DATASET ENTRIES.
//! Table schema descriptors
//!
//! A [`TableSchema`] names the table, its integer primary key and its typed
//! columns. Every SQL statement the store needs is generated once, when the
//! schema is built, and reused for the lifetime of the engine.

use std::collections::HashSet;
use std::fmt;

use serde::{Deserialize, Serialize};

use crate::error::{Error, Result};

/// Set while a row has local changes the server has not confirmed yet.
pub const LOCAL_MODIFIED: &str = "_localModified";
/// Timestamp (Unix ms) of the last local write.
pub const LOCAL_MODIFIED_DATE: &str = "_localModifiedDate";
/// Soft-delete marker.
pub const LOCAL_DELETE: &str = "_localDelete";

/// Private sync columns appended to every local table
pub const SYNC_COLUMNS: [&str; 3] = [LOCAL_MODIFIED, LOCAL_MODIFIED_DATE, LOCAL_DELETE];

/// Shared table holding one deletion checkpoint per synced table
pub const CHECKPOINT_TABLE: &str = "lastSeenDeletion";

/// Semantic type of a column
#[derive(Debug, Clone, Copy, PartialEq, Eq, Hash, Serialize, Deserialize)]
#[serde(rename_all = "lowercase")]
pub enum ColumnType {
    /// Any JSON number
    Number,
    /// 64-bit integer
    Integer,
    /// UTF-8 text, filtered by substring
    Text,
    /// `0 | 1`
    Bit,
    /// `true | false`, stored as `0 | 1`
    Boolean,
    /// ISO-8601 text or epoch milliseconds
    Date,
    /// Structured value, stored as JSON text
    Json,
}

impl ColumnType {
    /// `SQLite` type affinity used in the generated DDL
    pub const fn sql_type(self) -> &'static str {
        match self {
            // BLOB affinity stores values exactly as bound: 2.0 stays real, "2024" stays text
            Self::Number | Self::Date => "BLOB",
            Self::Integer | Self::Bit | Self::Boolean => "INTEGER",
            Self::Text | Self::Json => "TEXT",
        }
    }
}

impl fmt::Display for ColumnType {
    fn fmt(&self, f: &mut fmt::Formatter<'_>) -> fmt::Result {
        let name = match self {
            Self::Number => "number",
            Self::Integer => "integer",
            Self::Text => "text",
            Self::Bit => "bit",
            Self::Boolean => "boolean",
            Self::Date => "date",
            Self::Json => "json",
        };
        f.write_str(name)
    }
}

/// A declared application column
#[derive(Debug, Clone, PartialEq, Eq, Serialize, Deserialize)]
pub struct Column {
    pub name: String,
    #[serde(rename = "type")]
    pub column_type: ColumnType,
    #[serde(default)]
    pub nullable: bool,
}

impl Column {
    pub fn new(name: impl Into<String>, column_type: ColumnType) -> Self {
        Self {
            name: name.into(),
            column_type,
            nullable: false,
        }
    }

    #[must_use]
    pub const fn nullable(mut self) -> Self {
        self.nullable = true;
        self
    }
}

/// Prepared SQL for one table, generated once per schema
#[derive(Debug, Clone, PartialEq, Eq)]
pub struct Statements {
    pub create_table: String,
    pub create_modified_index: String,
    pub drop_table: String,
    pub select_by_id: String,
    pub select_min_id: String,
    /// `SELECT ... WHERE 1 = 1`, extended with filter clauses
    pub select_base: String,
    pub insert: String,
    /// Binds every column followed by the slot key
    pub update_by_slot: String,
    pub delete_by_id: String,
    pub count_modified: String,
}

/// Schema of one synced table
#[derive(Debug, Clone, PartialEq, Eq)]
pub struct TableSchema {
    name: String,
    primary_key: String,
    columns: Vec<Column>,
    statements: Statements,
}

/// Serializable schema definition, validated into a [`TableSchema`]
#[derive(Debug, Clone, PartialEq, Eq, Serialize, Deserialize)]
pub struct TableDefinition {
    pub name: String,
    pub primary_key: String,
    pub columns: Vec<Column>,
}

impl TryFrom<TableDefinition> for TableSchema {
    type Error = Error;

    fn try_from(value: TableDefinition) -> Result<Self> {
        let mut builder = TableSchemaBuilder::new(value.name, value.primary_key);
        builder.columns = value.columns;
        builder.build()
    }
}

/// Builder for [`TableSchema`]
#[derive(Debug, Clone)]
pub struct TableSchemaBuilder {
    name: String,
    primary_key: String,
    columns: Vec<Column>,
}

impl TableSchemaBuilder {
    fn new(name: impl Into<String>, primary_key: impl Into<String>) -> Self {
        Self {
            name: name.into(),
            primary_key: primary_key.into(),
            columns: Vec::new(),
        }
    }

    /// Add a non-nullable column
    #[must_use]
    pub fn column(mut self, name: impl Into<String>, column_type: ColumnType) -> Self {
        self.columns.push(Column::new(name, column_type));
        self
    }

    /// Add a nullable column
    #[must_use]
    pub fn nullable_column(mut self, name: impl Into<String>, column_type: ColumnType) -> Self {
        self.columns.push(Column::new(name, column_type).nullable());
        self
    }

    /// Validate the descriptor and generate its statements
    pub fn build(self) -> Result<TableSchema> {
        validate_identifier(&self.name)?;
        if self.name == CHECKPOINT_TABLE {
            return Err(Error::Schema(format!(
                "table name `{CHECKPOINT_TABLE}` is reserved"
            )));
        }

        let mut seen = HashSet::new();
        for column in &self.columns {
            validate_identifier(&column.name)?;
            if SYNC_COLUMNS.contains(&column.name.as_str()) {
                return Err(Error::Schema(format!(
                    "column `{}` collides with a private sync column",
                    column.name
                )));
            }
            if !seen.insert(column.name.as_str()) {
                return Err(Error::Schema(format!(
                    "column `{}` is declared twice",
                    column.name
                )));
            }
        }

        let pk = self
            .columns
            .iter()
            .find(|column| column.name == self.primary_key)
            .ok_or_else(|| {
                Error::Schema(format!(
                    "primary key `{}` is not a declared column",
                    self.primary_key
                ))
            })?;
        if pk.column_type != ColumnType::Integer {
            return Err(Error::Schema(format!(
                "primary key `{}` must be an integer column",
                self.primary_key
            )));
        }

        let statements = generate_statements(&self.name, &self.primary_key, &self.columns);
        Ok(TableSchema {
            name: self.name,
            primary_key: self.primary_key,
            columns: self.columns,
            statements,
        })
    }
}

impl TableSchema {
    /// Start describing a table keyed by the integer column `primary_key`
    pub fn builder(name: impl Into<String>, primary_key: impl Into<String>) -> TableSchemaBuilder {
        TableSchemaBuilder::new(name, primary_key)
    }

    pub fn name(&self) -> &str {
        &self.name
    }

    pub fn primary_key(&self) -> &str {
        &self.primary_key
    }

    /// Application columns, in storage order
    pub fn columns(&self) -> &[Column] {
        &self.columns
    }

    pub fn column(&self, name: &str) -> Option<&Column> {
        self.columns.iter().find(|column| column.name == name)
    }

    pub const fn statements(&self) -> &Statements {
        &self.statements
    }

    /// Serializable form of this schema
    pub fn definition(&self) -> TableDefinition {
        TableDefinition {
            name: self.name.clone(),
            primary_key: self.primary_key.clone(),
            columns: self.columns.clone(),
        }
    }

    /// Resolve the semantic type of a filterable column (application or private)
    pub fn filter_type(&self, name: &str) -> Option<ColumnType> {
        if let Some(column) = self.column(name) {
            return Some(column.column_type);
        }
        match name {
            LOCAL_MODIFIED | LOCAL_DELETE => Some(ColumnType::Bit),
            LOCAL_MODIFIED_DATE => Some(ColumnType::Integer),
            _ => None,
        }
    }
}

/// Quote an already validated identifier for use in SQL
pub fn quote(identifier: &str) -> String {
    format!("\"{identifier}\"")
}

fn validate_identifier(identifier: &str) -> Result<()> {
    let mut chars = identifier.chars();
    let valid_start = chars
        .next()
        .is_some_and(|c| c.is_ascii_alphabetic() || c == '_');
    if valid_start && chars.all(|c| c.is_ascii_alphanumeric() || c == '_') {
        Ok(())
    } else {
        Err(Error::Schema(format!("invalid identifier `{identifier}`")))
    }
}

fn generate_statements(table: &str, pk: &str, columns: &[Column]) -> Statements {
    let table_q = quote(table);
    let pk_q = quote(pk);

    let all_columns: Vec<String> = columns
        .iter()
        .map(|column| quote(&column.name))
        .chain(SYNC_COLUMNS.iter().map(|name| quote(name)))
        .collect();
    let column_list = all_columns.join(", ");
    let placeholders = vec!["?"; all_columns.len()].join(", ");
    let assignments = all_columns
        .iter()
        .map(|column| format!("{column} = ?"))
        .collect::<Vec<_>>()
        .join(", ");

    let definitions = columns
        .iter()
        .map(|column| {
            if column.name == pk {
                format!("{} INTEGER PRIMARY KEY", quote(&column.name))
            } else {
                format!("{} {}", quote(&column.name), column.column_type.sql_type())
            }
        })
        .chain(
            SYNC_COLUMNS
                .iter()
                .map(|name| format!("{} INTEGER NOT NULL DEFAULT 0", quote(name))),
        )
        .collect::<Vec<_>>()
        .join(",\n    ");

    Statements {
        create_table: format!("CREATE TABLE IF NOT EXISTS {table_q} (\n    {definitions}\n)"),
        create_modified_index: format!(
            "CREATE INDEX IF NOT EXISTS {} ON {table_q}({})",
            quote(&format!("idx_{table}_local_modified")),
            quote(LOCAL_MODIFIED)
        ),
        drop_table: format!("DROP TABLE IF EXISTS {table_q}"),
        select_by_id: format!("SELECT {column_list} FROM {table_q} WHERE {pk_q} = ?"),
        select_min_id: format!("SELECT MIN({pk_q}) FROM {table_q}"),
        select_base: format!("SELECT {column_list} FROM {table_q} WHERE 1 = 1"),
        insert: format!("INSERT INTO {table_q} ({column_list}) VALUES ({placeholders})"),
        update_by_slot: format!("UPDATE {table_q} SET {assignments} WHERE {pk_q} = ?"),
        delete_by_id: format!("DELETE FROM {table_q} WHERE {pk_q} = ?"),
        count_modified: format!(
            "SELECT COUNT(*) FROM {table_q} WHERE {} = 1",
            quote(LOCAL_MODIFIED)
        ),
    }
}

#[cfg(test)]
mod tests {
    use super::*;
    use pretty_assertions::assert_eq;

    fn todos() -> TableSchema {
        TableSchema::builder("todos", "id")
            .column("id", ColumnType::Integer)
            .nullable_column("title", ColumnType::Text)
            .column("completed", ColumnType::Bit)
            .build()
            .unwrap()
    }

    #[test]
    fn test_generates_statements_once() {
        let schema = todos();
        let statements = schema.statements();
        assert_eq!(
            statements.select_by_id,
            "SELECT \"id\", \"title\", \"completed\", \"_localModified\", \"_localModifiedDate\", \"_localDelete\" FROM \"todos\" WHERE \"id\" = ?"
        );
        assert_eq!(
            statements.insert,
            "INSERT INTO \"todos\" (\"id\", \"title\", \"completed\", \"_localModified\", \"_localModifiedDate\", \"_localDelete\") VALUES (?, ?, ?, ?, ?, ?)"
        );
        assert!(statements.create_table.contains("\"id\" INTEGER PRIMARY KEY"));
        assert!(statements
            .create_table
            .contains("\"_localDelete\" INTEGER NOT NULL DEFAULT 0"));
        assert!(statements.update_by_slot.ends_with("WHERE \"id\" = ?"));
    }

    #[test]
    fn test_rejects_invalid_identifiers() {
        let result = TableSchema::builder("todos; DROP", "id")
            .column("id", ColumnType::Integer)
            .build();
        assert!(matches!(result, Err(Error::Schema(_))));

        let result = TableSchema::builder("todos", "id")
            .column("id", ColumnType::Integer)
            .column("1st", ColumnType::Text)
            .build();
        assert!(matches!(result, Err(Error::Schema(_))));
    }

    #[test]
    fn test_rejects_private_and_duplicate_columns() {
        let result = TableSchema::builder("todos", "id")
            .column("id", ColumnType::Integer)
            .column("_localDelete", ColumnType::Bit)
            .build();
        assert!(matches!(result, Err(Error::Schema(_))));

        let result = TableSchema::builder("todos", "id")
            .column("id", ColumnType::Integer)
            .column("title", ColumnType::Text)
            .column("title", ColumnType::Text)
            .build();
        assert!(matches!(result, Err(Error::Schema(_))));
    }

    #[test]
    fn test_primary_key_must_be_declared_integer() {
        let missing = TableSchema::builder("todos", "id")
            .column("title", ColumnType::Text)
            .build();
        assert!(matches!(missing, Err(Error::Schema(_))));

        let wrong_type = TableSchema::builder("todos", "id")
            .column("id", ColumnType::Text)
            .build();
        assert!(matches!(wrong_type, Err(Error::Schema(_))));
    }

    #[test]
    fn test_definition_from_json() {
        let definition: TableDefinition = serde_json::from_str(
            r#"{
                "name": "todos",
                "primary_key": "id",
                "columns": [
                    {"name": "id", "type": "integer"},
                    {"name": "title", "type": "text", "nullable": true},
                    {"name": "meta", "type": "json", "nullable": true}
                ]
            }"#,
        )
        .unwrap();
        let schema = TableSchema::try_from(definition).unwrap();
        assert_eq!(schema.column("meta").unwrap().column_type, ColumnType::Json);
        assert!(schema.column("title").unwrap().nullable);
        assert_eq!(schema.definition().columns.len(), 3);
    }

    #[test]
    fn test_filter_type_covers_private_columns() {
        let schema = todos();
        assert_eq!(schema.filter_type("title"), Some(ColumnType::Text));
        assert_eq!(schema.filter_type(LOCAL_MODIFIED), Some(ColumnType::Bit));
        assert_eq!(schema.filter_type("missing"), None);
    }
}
* * *
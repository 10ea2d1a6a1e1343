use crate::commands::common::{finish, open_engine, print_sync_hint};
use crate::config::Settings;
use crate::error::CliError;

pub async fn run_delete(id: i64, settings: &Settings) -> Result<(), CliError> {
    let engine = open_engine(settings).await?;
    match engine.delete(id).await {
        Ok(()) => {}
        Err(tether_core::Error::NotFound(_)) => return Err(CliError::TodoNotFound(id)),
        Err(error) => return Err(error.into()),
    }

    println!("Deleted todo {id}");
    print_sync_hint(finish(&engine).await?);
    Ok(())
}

WORK ITEM.
Pick out every line above that holds the word "Serializable" and copy it.

TASK RESULT.
/// Serializable schema definition, validated into a [`TableSchema`]
    /// Serializable form of this schema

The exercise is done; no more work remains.